Tag Archives: senior fitness

6 Exercises You Should Be Doing Over 60

And even if you’re not over 60–these exercises help everyone. I work a lot with the older population and it’s never too early to make sure you age gracefully. Even as we get older, more stiff, and less agile, it’s still–no, MORE–important to exercise and keep active. The more we move, the better we feel.

The body strongly dislikes being inactive and has a way of turning on the body. Whether that means weight gain, arthritis, stiffness, and/or loss of flexibility. Just to name a few. Another big loss as we get older is balance. Falls are one of the biggest problems for seniors, and it’s never too early to start practicing. Try at least 3 of these each day:

1. Calf raises. Stand up straight. If you’re unsure of your balance, make sure you stand near something to hold onto (a chair, wall, anything sturdy). Rise forward onto your toes, leaving your heels off the ground. Slowly come down. Do 12 repetitions for 3 sets. 

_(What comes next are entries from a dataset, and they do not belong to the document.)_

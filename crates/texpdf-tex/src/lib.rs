//! External TeX toolchain execution for texpdf.
//!
//! This crate drives the external binaries that do the actual typesetting
//! work. It is organized into three modules:
//!
//! - [`exec`]: one-shot tool invocation with full output capture
//! - [`pipeline`]: the latex → bibtex → dvipdf compile sequence
//! - [`view`]: launching the PDF viewer on the final document
//!
//! # Compile Flow
//!
//! ```text
//! compile()
//!     ↓
//! 1. latex <basename>
//!     ↓ (non-zero exit → Failed, nothing else runs)
//! 2. bibtex <basename>; latex <basename> ×2
//!     (only when a .bib file was detected; best-effort)
//!     ↓
//! 3. <basename>.dvi present?
//!     ↓ (absent → Failed)
//! 4. dvipdf -p <papersize> <basename>.dvi   (best-effort)
//!     ↓
//! Done
//! ```
//!
//! Every command is spawned and waited on to completion before the next
//! step begins; there is no timeout and no cancellation.

// Core modules
pub mod exec;
pub mod pipeline;
pub mod view;

// Re-export commonly used types
pub use exec::{ExecOptions, ExecResult, exec_tool};
pub use pipeline::compile;
pub use view::show_pdf;

// Type alias for convenience
pub type Result<T> = texpdf_core::Result<T>;
//! Fixed names and extension sets used across the workspace

/// Default command names for the external toolchain
pub mod tools {
    /// LaTeX engine producing DVI output
    pub const LATEX: &str = "latex";

    /// Bibliography processor
    pub const BIBTEX: &str = "bibtex";

    /// DVI-to-PDF converter
    pub const DVIPDF: &str = "dvipdfm";

    /// PDF viewer launched by `--show`
    pub const VIEWER: &str = "evince";
}

/// Build artifact conventions
pub mod build {
    /// Paper size handed to the converter when neither the CLI nor the
    /// config file names one
    pub const DEFAULT_PAPERSIZE: &str = "letter";

    /// Extension that marks a bibliography database in the working directory
    pub const BIBLIOGRAPHY_EXTENSION: &str = ".bib";

    /// Extensions of intermediate files removed by cleanup
    pub const INTERMEDIATE_EXTENSIONS: [&str; 6] = ["aux", "bbl", "dvi", "log", "blg", "toc"];
}
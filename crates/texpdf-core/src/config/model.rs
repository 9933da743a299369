use serde::{Deserialize, Serialize};

use crate::config::consts;
use crate::error::{Result, TexpdfError};

/// texpdf.toml schema - per-directory toolchain overrides
#[derive(Debug, Clone, Serialize, Deserialize, Default)]
pub struct Config {
    #[serde(default)]
    pub tools: ToolsConfig,
    #[serde(default)]
    pub build: BuildConfig,
}

#[derive(Debug, Clone, Serialize, Deserialize)]
pub struct ToolsConfig {
    #[serde(default = "default_latex")]
    pub latex: String,
    #[serde(default = "default_bibtex")]
    pub bibtex: String,
    #[serde(default = "default_dvipdf")]
    pub dvipdf: String,
    #[serde(default = "default_viewer")]
    pub viewer: String,
}

impl Default for ToolsConfig {
    fn default() -> Self {
        Self {
            latex: default_latex(),
            bibtex: default_bibtex(),
            dvipdf: default_dvipdf(),
            viewer: default_viewer(),
        }
    }
}

fn default_latex() -> String {
    consts::tools::LATEX.to_string()
}

fn default_bibtex() -> String {
    consts::tools::BIBTEX.to_string()
}

fn default_dvipdf() -> String {
    consts::tools::DVIPDF.to_string()
}

fn default_viewer() -> String {
    consts::tools::VIEWER.to_string()
}

#[derive(Debug, Clone, Serialize, Deserialize, Default)]
pub struct BuildConfig {
    /// Default paper size; an explicit `-p` on the command line wins
    #[serde(default)]
    pub papersize: Option<String>,
}

impl Config {
    /// Read texpdf.toml
    pub fn from_file(path: impl AsRef<std::path::Path>) -> Result<Self> {
        let content = std::fs::read_to_string(path.as_ref())
            .map_err(|e| TexpdfError::ConfigParse(e.to_string()))?;

        toml::from_str(&content).map_err(|e| TexpdfError::ConfigParse(e.to_string()))
    }

    /// Read texpdf.toml if it exists, otherwise fall back to defaults
    pub fn load_or_default(path: impl AsRef<std::path::Path>) -> Result<Self> {
        if path.as_ref().exists() {
            Self::from_file(path)
        } else {
            Ok(Self::default())
        }
    }
}
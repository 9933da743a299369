//! Launching the PDF viewer on the final document

use texpdf_core::config::ToolsConfig;
use texpdf_core::job::CompilationJob;

use crate::exec::{ExecOptions, exec_tool};

/// Open the job's PDF in the configured viewer, blocking until it exits.
///
/// Nothing here affects the program's exit status: a missing PDF is a
/// printed diagnostic, a viewer failure prints its captured output, and
/// a viewer that cannot be started prints the spawn error.
pub fn show_pdf(job: &CompilationJob, tools: &ToolsConfig) {
    let pdf = job.pdf_path();
    if !pdf.exists() {
        eprintln!("PDF document '{}' not found.", pdf.display());
        return;
    }

    let options = ExecOptions {
        program: tools.viewer.clone(),
        args: vec![format!("{}.pdf", job.basename)],
        workdir: job.workdir.clone(),
        verbose: job.verbose,
        ignore_errors: false,
    };

    if let Err(e) = exec_tool(&options) {
        eprintln!("{e}");
    }
}

#[cfg(test)]
mod tests {
    use super::*;
    use std::fs;
    use texpdf_testkit::{invocation_count, recording_tool, temp_dir_in_workspace};

    #[test]
    fn test_viewer_runs_when_pdf_exists() {
        let temp = temp_dir_in_workspace();
        let workdir = temp.path().join("work");
        fs::create_dir(&workdir).unwrap();
        fs::write(workdir.join("paper.tex"), "").unwrap();
        fs::write(workdir.join("paper.pdf"), "%PDF").unwrap();

        let log = temp.path().join("calls.log");
        let viewer = recording_tool(&temp.path().join("bin"), "viewer", &log, &[], 0);

        let job = CompilationJob::new("paper", "letter", false, &workdir).unwrap();
        let tools = ToolsConfig {
            viewer: viewer.display().to_string(),
            ..ToolsConfig::default()
        };

        show_pdf(&job, &tools);
        assert_eq!(invocation_count(&log, "viewer"), 1);
    }

    #[test]
    fn test_viewer_skipped_when_pdf_missing() {
        let temp = temp_dir_in_workspace();
        let workdir = temp.path().join("work");
        fs::create_dir(&workdir).unwrap();
        fs::write(workdir.join("paper.tex"), "").unwrap();

        let log = temp.path().join("calls.log");
        let viewer = recording_tool(&temp.path().join("bin"), "viewer", &log, &[], 0);

        let job = CompilationJob::new("paper", "letter", false, &workdir).unwrap();
        let tools = ToolsConfig {
            viewer: viewer.display().to_string(),
            ..ToolsConfig::default()
        };

        show_pdf(&job, &tools);
        assert_eq!(invocation_count(&log, "viewer"), 0);
    }

    #[test]
    fn test_missing_viewer_binary_is_tolerated() {
        let temp = temp_dir_in_workspace();
        let workdir = temp.path().join("work");
        fs::create_dir(&workdir).unwrap();
        fs::write(workdir.join("paper.tex"), "").unwrap();
        fs::write(workdir.join("paper.pdf"), "%PDF").unwrap();

        let job = CompilationJob::new("paper", "letter", false, &workdir).unwrap();
        let tools = ToolsConfig {
            viewer: workdir.join("no-such-viewer").display().to_string(),
            ..ToolsConfig::default()
        };

        // Must not panic; the spawn error is printed and swallowed
        show_pdf(&job, &tools);
    }
}
//! Error types for the mempool.

use thiserror::Error;

/// Errors raised when a write is offered to the pool.
#[derive(Debug, Clone, Copy, PartialEq, Eq, Error)]
pub enum MempoolError {
    /// The write's signature does not verify under its embedded pk.
    #[error("Invalid write signature")]
    InvalidWriteSignature,

    /// A write with this id is already pooled.
    #[error("Write already in pool")]
    AlreadyInPool,
}
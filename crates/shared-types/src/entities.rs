//! # Core Domain Entities
//!
//! Identifier newtypes shared across the workspace.
//!
//! A block id is the content hash of the block with the first 8 bytes
//! overwritten by the big-endian round number, which makes id keyspaces
//! range-indexable by round. The genesis id therefore starts with 8 zero
//! bytes.

use serde::{Deserialize, Serialize};
use std::fmt;

/// Length of a content hash in bytes.
pub const HASH_LEN: usize = 32;

/// Length of an Ed25519 public key in bytes.
pub const PK_LEN: usize = 32;

/// A 32-byte SHA-256 content hash.
pub type Hash = [u8; HASH_LEN];

/// A stake balance. Stake grants minting rights and counts for finality.
pub type Stake = u64;

/// Identifier of a block: its content hash with the leading 8 bytes
/// replaced by the big-endian round number.
#[derive(Clone, Copy, PartialEq, Eq, Hash, PartialOrd, Ord, Default, Serialize, Deserialize)]
pub struct BlockId(pub Hash);

impl BlockId {
    /// The all-zero id, used as the `prev` of genesis.
    pub const ZERO: BlockId = BlockId([0u8; HASH_LEN]);

    /// Build an id from a content hash and the block's round number.
    pub fn from_hash(mut hash: Hash, round: u64) -> Self {
        hash[..8].copy_from_slice(&round.to_be_bytes());
        Self(hash)
    }

    /// The round number encoded in the leading 8 bytes.
    pub fn round(&self) -> u64 {
        let mut buf = [0u8; 8];
        buf.copy_from_slice(&self.0[..8]);
        u64::from_be_bytes(buf)
    }

    /// True for the all-zero id.
    pub fn is_zero(&self) -> bool {
        self.0 == [0u8; HASH_LEN]
    }

    pub fn as_bytes(&self) -> &Hash {
        &self.0
    }
}

impl fmt::Debug for BlockId {
    fn fmt(&self, f: &mut fmt::Formatter<'_>) -> fmt::Result {
        write!(f, "BlockId({})", self)
    }
}

impl fmt::Display for BlockId {
    fn fmt(&self, f: &mut fmt::Formatter<'_>) -> fmt::Result {
        // round prefix plus the first 4 hash bytes is enough to tell ids apart in logs
        write!(f, "{}-", self.round())?;
        for b in &self.0[8..12] {
            write!(f, "{b:02x}")?;
        }
        Ok(())
    }
}

/// A participant's public identifier: the 32-byte signing public key.
#[derive(Clone, Copy, PartialEq, Eq, Hash, PartialOrd, Ord, Default, Serialize, Deserialize)]
pub struct Pk(pub [u8; PK_LEN]);

impl Pk {
    pub fn as_bytes(&self) -> &[u8; PK_LEN] {
        &self.0
    }
}

impl fmt::Debug for Pk {
    fn fmt(&self, f: &mut fmt::Formatter<'_>) -> fmt::Result {
        write!(f, "Pk({})", self)
    }
}

impl fmt::Display for Pk {
    fn fmt(&self, f: &mut fmt::Formatter<'_>) -> fmt::Result {
        for b in &self.0[..6] {
            write!(f, "{b:02x}")?;
        }
        Ok(())
    }
}

impl From<[u8; PK_LEN]> for Pk {
    fn from(bytes: [u8; PK_LEN]) -> Self {
        Self(bytes)
    }
}
//! Error types for the SSI state engine.

use shared_types::RowHash;
use thiserror::Error;

/// Errors raised by the status oracle and the replay path.
#[derive(Debug, Clone, Copy, PartialEq, Eq, Error)]
pub enum SsiError {
    /// A row read by the transaction was overwritten by a commit newer
    /// than the transaction's start-timestamp.
    #[error("Apply conflict on row {row:#018x}: committed at {committed}, transaction started at {start}")]
    ApplyConflict {
        row: RowHash,
        committed: u64,
        start: u64,
    },

    /// The write's id is already present in the state's applied set.
    /// During mempool picking this is an expected skip signal; during
    /// chain reconstruction it means the chain carries a duplicate.
    #[error("Write already applied")]
    AlreadyApplied,
}
//! Error types for cryptographic operations.

use thiserror::Error;

/// Errors that can occur in signature and VRF operations.
#[derive(Debug, Clone, Copy, PartialEq, Eq, Error)]
pub enum CryptoError {
    /// The byte string is not a valid Ed25519 public key.
    #[error("Invalid public key")]
    InvalidPublicKey,

    /// Signature verification failed.
    #[error("Signature verification failed")]
    SignatureVerificationFailed,

    /// A signature or proof had the wrong length.
    #[error("Malformed signature or proof: expected {expected} bytes, got {got}")]
    MalformedBytes { expected: usize, got: usize },

    /// An identity seed had the wrong length.
    #[error("Identity seed must be {expected} bytes, got {got}")]
    BadSeedLength { expected: usize, got: usize },
}
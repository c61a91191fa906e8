//! A participant's long-term key material.
//!
//! An identity holds two Ed25519 keypairs: a signing pair whose public key
//! is the participant's identifier (`Pk`), and a token pair that feeds the
//! VRF lottery. The token public key is committed to chain state so peers
//! can verify tickets; the signing key never leaves the process.

use crate::{vrf_prove, Ed25519KeyPair, Ed25519PublicKey, Ed25519Signature, VrfProof, CryptoError};
use shared_types::Pk;

/// Length of an identity seed: 32 bytes per keypair.
pub const IDENTITY_SEED_LEN: usize = 64;

/// A participant: signing keypair plus VRF token keypair.
pub struct Identity {
    signing: Ed25519KeyPair,
    token: Ed25519KeyPair,
}

impl Identity {
    /// Derive an identity from a 64-byte seed.
    ///
    /// Bytes 0..32 seed the signing key, 32..64 the token key. The mapping
    /// is deterministic so tests can reproduce identities.
    pub fn from_seed(seed: &[u8]) -> Result<Self, CryptoError> {
        if seed.len() != IDENTITY_SEED_LEN {
            return Err(CryptoError::BadSeedLength {
                expected: IDENTITY_SEED_LEN,
                got: seed.len(),
            });
        }
        let mut signing_seed = [0u8; 32];
        let mut token_seed = [0u8; 32];
        signing_seed.copy_from_slice(&seed[..32]);
        token_seed.copy_from_slice(&seed[32..]);
        Ok(Self {
            signing: Ed25519KeyPair::from_seed(signing_seed),
            token: Ed25519KeyPair::from_seed(token_seed),
        })
    }

    /// Generate a fresh random identity.
    pub fn generate() -> Self {
        Self {
            signing: Ed25519KeyPair::generate(),
            token: Ed25519KeyPair::generate(),
        }
    }

    /// Shorthand used throughout the tests: identity `n` from a constant
    /// seed. The two seed halves differ so the signing and token keys do.
    pub fn test_identity(n: u8) -> Self {
        let mut seed = [n; IDENTITY_SEED_LEN];
        seed[32..].fill(n.wrapping_add(0x80));
        Self::from_seed(&seed).expect("seed length is fixed")
    }

    /// The public identifier: the signing public key.
    pub fn pk(&self) -> Pk {
        Pk(*self.signing.public_key().as_bytes())
    }

    /// The token public key committed to chain state.
    pub fn token_pk(&self) -> Ed25519PublicKey {
        self.token.public_key()
    }

    /// Sign a message under the signing key.
    pub fn sign(&self, message: &[u8]) -> Ed25519Signature {
        self.signing.sign(message)
    }

    /// Evaluate the VRF lottery over `seed`.
    pub fn prove(&self, seed: &[u8]) -> ([u8; 32], VrfProof) {
        vrf_prove(&self.token, seed)
    }
}
//! # SSI State Engine
//!
//! A key-value store whose transactions are serialisable under snapshot
//! isolation, following the status-oracle construction of Yabandeh (2012).
//!
//! Transactions begin with a start-timestamp drawn from a monotonic
//! counter and read a consistent snapshot. At commit the oracle checks,
//! for every row the transaction read, whether another transaction
//! committed a write to that row after this transaction's start. If so
//! the commit is rejected; otherwise the counter advances and every
//! written row records the new commit-timestamp.
//!
//! Committed transactions are frozen into [`Write`] values — the payload
//! blocks carry — and can be replayed onto an empty state with their
//! recorded timestamps to reconstruct the chain state at any block.

pub mod domain;

pub use domain::errors::SsiError;
pub use domain::state::{State, Tx, TxData};
pub use domain::write::{KeyValue, Write, WriteId, NONCE_LEN};
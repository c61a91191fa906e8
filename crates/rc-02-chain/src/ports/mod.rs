//! Port contracts of the chain subsystem.

pub mod store;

2. Rotator cuff stretch. This one requires a resistance band or tube. As we get older, we notice our shoulders deteriorating faster and getting injuries easier. Use this exercise to make sure you don’t hurt your rotator cuff. Tie the resistance band around a pole or bed post. Stand a few feet away and grab the other end. Rotate your elbow like a door hinge towards you and slowly back out. Control is the key here. Nice and slow, really use those muscles. Switch on other side. 12 repetitions for 3 sets.

rotatorcuffImage Source

3. Single-leg balance. It’s as simple as it sounds. Make sure you have something nearby to hold onto and lift up one leg, so that you’re standing just on one. Hold it for 20 seconds. Switch. Do 2 sets.

4. Laying twists. This is a great stretch for flexibility and stretching out your muscles–especially in your back. Start by laying down and spreading your arms into a T. Now drape your right leg over your left and look towards the right. You want to make sure your hips are twisting. If both shoulder blades are not on the ground, you’re moving your leg a little too far for your body. Hold for 10 seconds. Repeat on other side. Do 2 sets.

5. Opposite lifts. This is a core-strengthener. Lay down flat on a mat, arms by your side. Lift up the right arm and left leg at the same time. Now, you only want to lift the leg about 6 inches maximum from the ground. This is the point where your tummy really has to work to keep it up. Contract your abdominals. Lower both extremities, and perform on the other side. 12 repetitions for 3 sets. 

6. Cat/cow rotation. This is taken from yoga. Go onto all fours. When you inhale, lift your head up and invert your spine. When you exhale, move your head down and arch your back. Do about 10 rotations, 2 sets. 

Again, these are good for ANYONE. But especially if you’re over 60, put this into your routine. Either when you get up in the morning, during a commercial on TV, or before bed–make time for it. After all, it is your health. If you’re having trouble coming up with a routine and sticking to it, a personal trainer will probably be able to help. And we can always answer questions here.

Cheers! And as always…stay hungry and fit!

Starting a Balance Program: It’s Never Too Early!

Working at a YMCA, I work with an older population a lot of the time. This means lots of balance work. Using different exercises, different times, tempos, and so forth in order to prevent adaptation or plateauing. But the thing is, they seek me out because at their age, they have awful balance. However, if you start balance training earlier than later, you will be a happy camper. Proper balance training prevents falls and increases muscles endurance and strength in hips, buttocks, core, and small muscles of the feet. It’s time you started a balance routine today.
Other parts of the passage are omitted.